__Records for the exercise__
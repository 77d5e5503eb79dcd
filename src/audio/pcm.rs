//! Interleaved PCM to per-channel float buffers

use crate::constants::{BYTES_PER_FRAME, SAMPLE_RATE};

const POSITIVE_DIVISOR: f32 = 32767.0;
const NEGATIVE_DIVISOR: f32 = 32768.0;

/// De-interleaved stereo audio ready for an output source
#[derive(Debug, Clone, PartialEq)]
pub struct StereoBuffer {
    pub left: Vec<f32>,
    pub right: Vec<f32>,
    pub sample_rate: u32,
}

impl StereoBuffer {
    /// Frames per channel
    pub fn frames(&self) -> usize {
        self.left.len()
    }

    /// Duration in seconds
    pub fn duration(&self) -> f64 {
        self.frames() as f64 / self.sample_rate as f64
    }
}

/// Map an i16 sample into [-1, 1]; both extremes land exactly on the bounds
#[inline]
pub fn normalize(sample: i16) -> f32 {
    if sample > 0 {
        sample as f32 / POSITIVE_DIVISOR
    } else {
        sample as f32 / NEGATIVE_DIVISOR
    }
}

/// Split a 32-bit interleaved unit into (left, right): low half is left
#[inline]
pub fn split_frame(unit: i32) -> (i16, i16) {
    ((unit & 0xFFFF) as u16 as i16, (unit >> 16) as i16)
}

/// Convert interleaved 16-bit little-endian stereo into a [`StereoBuffer`]
///
/// The buffer carries one extra zero frame at the end; a source that stops
/// on a non-zero sample clicks. Trailing bytes short of a frame are ignored.
pub fn pcm_to_stereo(pcm: &[u8]) -> StereoBuffer {
    let frames = pcm.len() / BYTES_PER_FRAME;
    let mut left = vec![0.0f32; frames + 1];
    let mut right = vec![0.0f32; frames + 1];

    for (i, chunk) in pcm.chunks_exact(BYTES_PER_FRAME).enumerate() {
        let unit = i32::from_le_bytes([chunk[0], chunk[1], chunk[2], chunk[3]]);
        let (l, r) = split_frame(unit);
        left[i] = normalize(l);
        right[i] = normalize(r);
    }

    StereoBuffer {
        left,
        right,
        sample_rate: SAMPLE_RATE,
    }
}

#[cfg(test)]
mod tests {
    use super::*;
    use proptest::prelude::*;

    fn frame_bytes(left: i16, right: i16) -> [u8; 4] {
        let l = left.to_le_bytes();
        let r = right.to_le_bytes();
        [l[0], l[1], r[0], r[1]]
    }

    #[test]
    fn test_extremes() {
        assert_eq!(normalize(i16::MIN), -1.0);
        assert_eq!(normalize(i16::MAX), 1.0);
        assert_eq!(normalize(0), 0.0);
        assert_eq!(normalize(-16384), -0.5);
    }

    #[test]
    fn test_left_is_low_half() {
        let unit = i32::from_le_bytes(frame_bytes(-2, 300));
        assert_eq!(split_frame(unit), (-2, 300));
    }

    #[test]
    fn test_trailing_zero_frame() {
        let mut pcm = Vec::new();
        pcm.extend_from_slice(&frame_bytes(i16::MAX, i16::MIN));
        pcm.extend_from_slice(&frame_bytes(100, -100));

        let buffer = pcm_to_stereo(&pcm);
        assert_eq!(buffer.frames(), 3);
        assert_eq!(buffer.left, vec![1.0, 100.0 / 32767.0, 0.0]);
        assert_eq!(buffer.right, vec![-1.0, -100.0 / 32768.0, 0.0]);
    }

    #[test]
    fn test_partial_frame_ignored() {
        let mut pcm = frame_bytes(1, 1).to_vec();
        pcm.extend_from_slice(&[0xFF, 0x7F]);
        assert_eq!(pcm_to_stereo(&pcm).frames(), 2);
    }

    #[test]
    fn test_duration() {
        let pcm = vec![0u8; 47999 * BYTES_PER_FRAME];
        assert!((pcm_to_stereo(&pcm).duration() - 1.0).abs() < 1e-12);
    }

    proptest! {
        #[test]
        fn prop_channels_split_and_stay_in_range(left in any::<i16>(), right in any::<i16>()) {
            let buffer = pcm_to_stereo(&frame_bytes(left, right));
            prop_assert_eq!(buffer.left[0], normalize(left));
            prop_assert_eq!(buffer.right[0], normalize(right));
            prop_assert!((-1.0..=1.0).contains(&buffer.left[0]));
            prop_assert!((-1.0..=1.0).contains(&buffer.right[0]));
            prop_assert_eq!(buffer.left[0] > 0.0, left > 0);
        }
    }
}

__What is needed__
Exactly one number is the answer: how many lines of the entries contain the string "StereoBuffer".

__Solution below__
5